[Stored data]
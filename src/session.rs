//! Per-login application state.
//!
//! A [`Session`] bundles the signed-in user, the entity store, the selection
//! context and the navigation stack. The UI holds exactly one and passes it by
//! reference to every screen. A session is created sitting on the login view
//! and reset on logout, which brings back fresh mock data.

use crate::config::Config;
use crate::constants::DEFAULT_MAX_HISTORY_DEPTH;
use crate::entities::{EntityId, Event, EventDraft, Subject, SubjectDraft, User};
use crate::navigation::{NavigationFrame, NavigationStack, SelectionContext, Tab, ViewId};
use crate::storage::{seed, EntityStore, GradeError};
use crate::utils::datetime;
use chrono::NaiveDate;

/// Knobs a session is built from.
#[derive(Debug, Clone, PartialEq)]
pub struct SessionSettings {
    /// Tab shown right after login
    pub start_tab: Tab,
    /// Maximum number of frames kept in the view history
    pub max_history_depth: usize,
    /// Date the Home screen treats as today
    pub today: NaiveDate,
}

impl SessionSettings {
    pub fn from_config(config: &Config) -> Self {
        Self {
            start_tab: config.ui.start_tab(),
            max_history_depth: config.ui.max_history_depth,
            today: config.display.today_date(),
        }
    }
}

impl Default for SessionSettings {
    fn default() -> Self {
        Self {
            start_tab: Tab::Home,
            max_history_depth: DEFAULT_MAX_HISTORY_DEPTH,
            today: datetime::today(),
        }
    }
}

/// Result of submitting a subject or event form.
#[derive(Debug, Clone, Copy, PartialEq, Eq)]
pub enum SaveOutcome {
    Created(EntityId),
    Updated(EntityId),
    /// The form was in edit mode but its target no longer exists.
    Missing(EntityId),
}

/// Why a password change was refused.
#[derive(Debug, Clone, PartialEq, Eq, thiserror::Error)]
pub enum PasswordError {
    #[error("Current password is incorrect")]
    WrongCurrentPassword,

    #[error("New password cannot be empty")]
    EmptyNewPassword,

    #[error("New password and confirmation do not match")]
    ConfirmationMismatch,
}

pub struct Session {
    settings: SessionSettings,
    user: User,
    store: EntityStore,
    selection: SelectionContext,
    navigation: NavigationStack,
}

impl Session {
    /// New session on the login view, loaded with the mock data.
    pub fn new(settings: SessionSettings) -> Self {
        let store = EntityStore::seeded(settings.today);
        Self::with_store(settings, seed::user(), store)
    }

    pub fn with_store(settings: SessionSettings, user: User, store: EntityStore) -> Self {
        let navigation = NavigationStack::new(settings.max_history_depth);
        Self {
            settings,
            user,
            store,
            selection: SelectionContext::default(),
            navigation,
        }
    }

    pub fn settings(&self) -> &SessionSettings {
        &self.settings
    }

    pub fn user(&self) -> &User {
        &self.user
    }

    pub fn store(&self) -> &EntityStore {
        &self.store
    }

    pub fn store_mut(&mut self) -> &mut EntityStore {
        &mut self.store
    }

    pub fn selection(&self) -> SelectionContext {
        self.selection
    }

    pub fn navigation(&self) -> &NavigationStack {
        &self.navigation
    }

    pub fn current_view(&self) -> ViewId {
        self.navigation.current()
    }

    pub fn active_tab(&self) -> Tab {
        self.navigation.active_tab()
    }

    pub fn today(&self) -> NaiveDate {
        self.settings.today
    }

    /// Selected subject, if one is selected and still exists.
    pub fn selected_subject(&self) -> Option<&Subject> {
        self.selection.subject.and_then(|id| self.store.subject(id))
    }

    /// Selected event, if one is selected and still exists.
    pub fn selected_event(&self) -> Option<&Event> {
        self.selection.event.and_then(|id| self.store.event(id))
    }

    /// The subject form edits when a subject is selected and adds otherwise.
    pub fn is_editing_subject(&self) -> bool {
        self.selection.subject.is_some()
    }

    pub fn is_editing_event(&self) -> bool {
        self.selection.event.is_some()
    }

    // --- Navigation ---------------------------------------------------------

    /// Move to `view`, remembering where we came from.
    pub fn navigate_to(&mut self, view: ViewId) {
        self.navigation.navigate_to(view, self.selection);
    }

    /// Pop one frame and put its selection back. No-op on an empty history.
    pub fn go_back(&mut self) -> Option<NavigationFrame> {
        let frame = self.navigation.go_back()?;
        self.selection = frame.selection;
        Some(frame)
    }

    pub fn switch_tab(&mut self, tab: Tab) {
        self.navigation.switch_tab(tab);
    }

    /// Leave the login view for the configured start tab.
    pub fn complete_login(&mut self) {
        log::info!("Session: '{}' logged in", self.user.handle);
        self.navigation.switch_tab(self.settings.start_tab);
    }

    /// Drop everything the user did and go back to the login view with
    /// fresh mock data.
    pub fn logout(&mut self) {
        log::info!("Session: '{}' logged out", self.user.handle);
        self.user = seed::user();
        self.store = EntityStore::seeded(self.settings.today);
        self.selection.clear();
        self.navigation.reset_to_login();
    }

    fn navigate_with(&mut self, view: ViewId, update: impl FnOnce(&mut SelectionContext)) {
        // The frame keeps the selection of the view being left.
        self.navigation.navigate_to(view, self.selection);
        update(&mut self.selection);
    }

    pub fn open_subject(&mut self, id: EntityId) {
        self.navigate_with(ViewId::SubjectDetail, |s| s.select_subject(Some(id)));
    }

    pub fn open_event(&mut self, id: EntityId) {
        self.navigate_with(ViewId::EventDetail, |s| s.select_event(Some(id)));
    }

    /// Open the subject form in add mode.
    pub fn new_subject(&mut self) {
        self.navigate_with(ViewId::EditSubject, |s| s.select_subject(None));
    }

    /// Open the subject form for the subject currently selected.
    pub fn edit_selected_subject(&mut self) {
        self.navigate_to(ViewId::EditSubject);
    }

    pub fn new_event(&mut self) {
        self.navigate_with(ViewId::EditEvent, |s| s.select_event(None));
    }

    pub fn edit_selected_event(&mut self) {
        self.navigate_to(ViewId::EditEvent);
    }

    pub fn open_change_password(&mut self) {
        self.navigate_to(ViewId::ChangePassword);
    }

    // --- Mutations ----------------------------------------------------------

    /// Create or update a subject from the form, then go back.
    pub fn save_subject(&mut self, draft: SubjectDraft) -> SaveOutcome {
        let outcome = match self.selection.subject {
            Some(id) => match self.store.subject(id).cloned() {
                Some(mut subject) => {
                    subject.apply_draft(draft);
                    self.store.update_subject(subject);
                    SaveOutcome::Updated(id)
                }
                None => SaveOutcome::Missing(id),
            },
            None => SaveOutcome::Created(self.store.create_subject(draft)),
        };
        self.go_back();
        outcome
    }

    /// Delete a subject and land on the Subjects tab with an empty history.
    /// Events of the subject are kept.
    pub fn delete_subject(&mut self, id: EntityId) -> bool {
        let removed = self.store.delete_subject(id);
        self.navigation.switch_tab(Tab::Subjects);
        removed
    }

    pub fn save_event(&mut self, draft: EventDraft) -> SaveOutcome {
        let outcome = match self.selection.event {
            Some(id) => match self.store.event(id).cloned() {
                Some(mut event) => {
                    event.apply_draft(draft);
                    self.store.update_event(event);
                    SaveOutcome::Updated(id)
                }
                None => SaveOutcome::Missing(id),
            },
            None => SaveOutcome::Created(self.store.create_event(draft)),
        };
        self.go_back();
        outcome
    }

    /// Delete an event and go back, skipping any detail view of the event
    /// that was just removed.
    pub fn delete_event(&mut self, id: EntityId) -> bool {
        let removed = self.store.delete_event(id);
        self.go_back();
        while self.current_view() == ViewId::EventDetail && self.selection.event == Some(id) {
            if self.go_back().is_none() {
                self.navigation.switch_tab(self.navigation.active_tab());
                break;
            }
        }
        removed
    }

    /// Check the current password and store the new one, then go back.
    pub fn change_password(&mut self, current: &str, new: &str, confirm: &str) -> Result<(), PasswordError> {
        if current != self.user.password {
            return Err(PasswordError::WrongCurrentPassword);
        }
        if new.is_empty() {
            return Err(PasswordError::EmptyNewPassword);
        }
        if new != confirm {
            return Err(PasswordError::ConfirmationMismatch);
        }
        self.user.password = new.to_string();
        log::info!("Session: password changed for '{}'", self.user.handle);
        self.go_back();
        Ok(())
    }

    pub fn record_grade(&mut self, event_id: EntityId, input: &str) -> Result<Option<f64>, GradeError> {
        self.store.record_grade(event_id, input)
    }

    pub fn record_attendance(&mut self, event_id: EntityId, attended: bool) -> bool {
        self.store.record_attendance(event_id, attended)
    }

    pub fn toggle_completed(&mut self, event_id: EntityId) -> bool {
        self.store.toggle_completed(event_id)
    }
}

impl Default for Session {
    fn default() -> Self {
        Self::new(SessionSettings::default())
    }
}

Exercise goal
What you give back should be exactly the lines of the data above from the line with "on an empty history." through the line with "fn navigate_with(&mut self, view: ViewId, update: impl", both of those included, and nothing more.

Response area
    /// Pop one frame and put its selection back. No-op on an empty history.
    pub fn go_back(&mut self) -> Option<NavigationFrame> {
        let frame = self.navigation.go_back()?;
        self.selection = frame.selection;
        Some(frame)
    }

    pub fn switch_tab(&mut self, tab: Tab) {
        self.navigation.switch_tab(tab);
    }

    /// Leave the login view for the configured start tab.
    pub fn complete_login(&mut self) {
        log::info!("Session: '{}' logged in", self.user.handle);
        self.navigation.switch_tab(self.settings.start_tab);
    }

    /// Drop everything the user did and go back to the login view with
    /// fresh mock data.
    pub fn logout(&mut self) {
        log::info!("Session: '{}' logged out", self.user.handle);
        self.user = seed::user();
        self.store = EntityStore::seeded(self.settings.today);
        self.selection.clear();
        self.navigation.reset_to_login();
    }

    fn navigate_with(&mut self, view: ViewId, update: impl FnOnce(&mut SelectionContext)) {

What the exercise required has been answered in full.